3° app. della rubrica ''L'importanza del saper comunicare e il linguaggio del corpo'' : ''Il verbo nella tradizione''
IL “VERBO” NELLA TRADIZIONE
“In principio era il Verbo…”. Così inizia il Vangelo di Giovanni, un testo antichissimo che già mette l’accento sull’importanza creatrice del Logos, del Verbo che “… era Dio, si fece carne e venne ad abitare in mezzo a noi”. In pratica, l’evangelista ci racconta di una Parola che si trasforma in Essere Vivente. Ma di fatto: che cosa è questo “Verbo” e che cosa sono le parole che usiamo tutti i giorni? Da dove provengono? A chi appartengono? E soprattutto: qual è la funzione arcana e trasmutativa di cui sono portatrici?
Le grandi Tradizioni non hanno alcun dubbio a tale proposito: nell’arco di tutta la storia dell’Uomo è infatti presente il concetto della luce che crea (dal latino “fiat lux”, che ricorre nella Genesi), del fuoco che genera il mondo e della parola che – proprio come una sorta di laser luminoso e fecondante – si fa carne, sostanza, materia. La parola diventa persona.
Del resto, “la parola ha lo stesso potere fecondante della cellula seminale”, scrive Pavel Florenskij, teologo, pensatore e simbolista russo. Proprio come lo sperma attraverso la fecondazione genera una nuova persona, così la parola seminata nel cervello dà origine a nuovi modi di vivere e di pensare.

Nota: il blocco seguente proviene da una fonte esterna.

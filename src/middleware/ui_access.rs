use axum::{
    extract::{FromRequestParts, Request, State},
    middleware::Next,
    response::Response,
};
use sickfits_core::AppError;

use crate::middleware::session::CurrentSession;
use crate::state::AppState;

/// Lets a request through to admin routes only when the configured UI access
/// predicate accepts its session.
///
/// ```rust,ignore
/// let admin = init_admin_router()
///     .route_layer(middleware::from_fn_with_state(state.clone(), require_ui_access));
/// ```
pub async fn require_ui_access(
    State(state): State<AppState>,
    req: Request,
    next: Next,
) -> Result<Response, AppError> {
    let (mut parts, body) = req.into_parts();

    let CurrentSession(session) = CurrentSession::from_request_parts(&mut parts, &state).await?;

    if !(state.config.app.ui.is_access_allowed)(session.as_ref()) {
        return Err(AppError::unauthorized("Sign in to access the admin UI"));
    }

    Ok(next.run(Request::from_parts(parts, body)).await)
}
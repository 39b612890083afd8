use crate::session::Session;

/// Decides whether a request may reach the admin UI.
pub type AccessPredicate = fn(Option<&Session>) -> bool;

/// Allows the admin UI only to requests whose session carries item data.
///
/// A valid cookie whose item has since been deleted yields a session with no
/// data and is refused. There are no role checks.
pub fn is_access_allowed(session: Option<&Session>) -> bool {
    session
        .and_then(|s| s.data.as_ref())
        .is_some_and(|data| !data.is_empty())
}
use axum::{
    extract::{MatchedPath, Request, State},
    middleware::Next,
    response::Response,
};
use axum_extra::extract::cookie::CookieJar;
use std::time::Instant;
use tracing::{Level, error, info, warn};
use tracing_subscriber::{EnvFilter, Layer, fmt, layer::SubscriberExt, util::SubscriberInitExt};

use crate::state::AppState;

/// Which part of the server a path belongs to.
fn surface(path: &str) -> &'static str {
    if path.starts_with("/api/auth") {
        "auth"
    } else if path.starts_with("/admin") {
        "admin"
    } else if path.starts_with("/swagger-ui") || path.starts_with("/api-docs") {
        "docs"
    } else {
        "other"
    }
}

fn completion_level(status: u16) -> Level {
    match status {
        500..=599 => Level::ERROR,
        400..=499 => Level::WARN,
        _ => Level::INFO,
    }
}

/// Logs each request once it completes, tagged with the surface it hit and
/// whether it carried a session cookie. The level follows the status.
pub async fn logging_middleware(
    State(state): State<AppState>,
    req: Request,
    next: Next,
) -> Response {
    let start = Instant::now();
    let method = req.method().clone();
    let path = req
        .extensions()
        .get::<MatchedPath>()
        .map(|p| p.as_str().to_string())
        .unwrap_or_else(|| req.uri().path().to_string());
    let surface = surface(&path);
    let has_session = CookieJar::from_headers(req.headers())
        .get(state.sessions.cookie_name())
        .is_some();
    let request_id = uuid::Uuid::new_v4();

    let response = next.run(req).await;
    let status = response.status().as_u16();
    let latency_ms = start.elapsed().as_millis() as u64;

    let level = completion_level(status);
    if level == Level::ERROR {
        error!(
            %request_id,
            %method,
            %path,
            surface,
            has_session,
            status,
            latency_ms,
            "Server error"
        );
    } else if level == Level::WARN {
        warn!(
            %request_id,
            %method,
            %path,
            surface,
            has_session,
            status,
            latency_ms,
            "Client error"
        );
    } else {
        info!(
            %request_id,
            %method,
            %path,
            surface,
            has_session,
            status,
            latency_ms,
            "Request completed"
        );
    }

    response
}

/// Installs the global subscriber.
///
/// - **Level**: `RUST_LOG` if set, otherwise `LOG_LEVEL` (default "info") for
///   this crate with noisy dependencies held at warn
/// - **Format**: compact console lines, or JSON when `LOG_FORMAT=json`
pub fn init_logging() {
    let log_level = std::env::var("LOG_LEVEL").unwrap_or_else(|_| "info".to_string());

    let env_filter = EnvFilter::try_from_default_env().unwrap_or_else(|_| {
        EnvFilter::new(format!(
            "{name}={level},sickfits_cli={level},sickfits_db={level},tower_http=warn,hyper=warn,sqlx=warn",
            name = env!("CARGO_CRATE_NAME"),
            level = log_level
        ))
    });

    let json = std::env::var("LOG_FORMAT").is_ok_and(|f| f.eq_ignore_ascii_case("json"));

    let console_layer = if json {
        fmt::layer()
            .json()
            .with_current_span(true)
            .with_span_list(false)
            .with_filter(env_filter)
            .boxed()
    } else {
        fmt::layer()
            .compact()
            .with_target(true)
            .with_file(true)
            .with_line_number(true)
            .with_filter(env_filter)
            .boxed()
    };

    tracing_subscriber::registry().with(console_layer).init();
}

#[cfg(test)]
mod tests {
    use super::*;

    #[test]
    fn test_surface_by_path() {
        assert_eq!(surface("/api/auth/signin"), "auth");
        assert_eq!(surface("/admin/api/lists"), "admin");
        assert_eq!(surface("/swagger-ui/index.html"), "docs");
        assert_eq!(surface("/api-docs/openapi.json"), "docs");
        assert_eq!(surface("/favicon.ico"), "other");
    }

    #[test]
    fn test_level_follows_status() {
        assert_eq!(completion_level(200), Level::INFO);
        assert_eq!(completion_level(204), Level::INFO);
        assert_eq!(completion_level(401), Level::WARN);
        assert_eq!(completion_level(503), Level::ERROR);
    }
}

Non solo. Sempre secondo Florenskij, la parola sarebbe dotata di una vita propria e sarebbe simile a “un organismo che si scioglie e si stacca dagli organi vitali, che viene partorito e nasce dal grembo della voce”. Quasi a dire che ogni volta che parliamo partoriamo di nuovo noi stessi e nuove realtà nel mondo e tra le persone che ci circondano.
In Occidente, grandi studiosi come Merleau Ponty sostengono che la cultura greca, culla della modernità, possa essere compresa soltanto se consideriamo i pensieri come parole: vocaboli che abitano dentro di noi dall’origine, e ancora prima della nascita. Anche in Oriente, per esempio nella tradizione indonesiana, si è sempre pensato che la mente e l’anima risiedessero nelle parole.
A loro volta, i Cinesi consideravano le parole come “il seme del mondo”, e per questo facevano molta attenzione prima di pronunciarle, perchè ritenevano che a ogni organo del corpo corrispondesse un suono, e che a ogni suono fosse legata una malattia: “Qualsiasi parola pronunciata risuona in tutto il corpo, e ogni parola è il corpo stesso”, recita, infatti, un’antica massima cinese. Come a volerci far intendere che le parole che ascoltiamo e pronunciamo siano le medesime vibrazioni creative che generano noi stessi e il mondo che ci circonda.
Per questo, possiamo tranquillamente affermare che noi diventiamo realmente le parole che pronunciamo, quelle che abbiamo ascoltato e che continuiamo ad ascoltare. Con quale risultato? Facciamo qualche esempio: se ascoltiamo solo parole inutili, se siamo sepolti dalle frasi fatte, dai saluti banali, dai modi di dire vuoti di significato, alla fine diventeremo inutili, perchè noi siamo le nostre parole, ossia intelligenza che si trasforma in fiato, plasmata attraverso il linguaggio (e non solo – come vedremo più avanti – attraverso il linguaggio verbale).
Allo stesso modo, se una madre continua a ripetere a un figlio, per sua natura non troppo espansivo, che è un “ragazzino timido”, la timidezza si radicherà concretamente nel comportamento del bambino, quasi che il giudizio verbale del genitore riuscisse a plasmarlo, rendendolo sempre più corrispondente al contenuto del giudizio materno, anzichè spronarlo a diventare diverso e portare allo scoperto la sua vera identità.